### Problem description:
Scan the entries below. Return every line that includes "config".

(Collected data entries)

━━━━━━━━━━━━━━━━━━━━━━━━━━━━━━

// MCP (Model Context Protocol) server for the Liturgical Calendar API.
// Exposes calendar lookups as tools to agent clients over stdio.

pub mod config;
pub mod protocol;
pub mod server;
pub mod tools;

pub use config::ServerConfig;
pub use server::McpServer;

━━━━━━━━━━━━━━━━━━━━━━━━━━━━━━

### Output of the task:
pub mod config;
pub use config::ServerConfig;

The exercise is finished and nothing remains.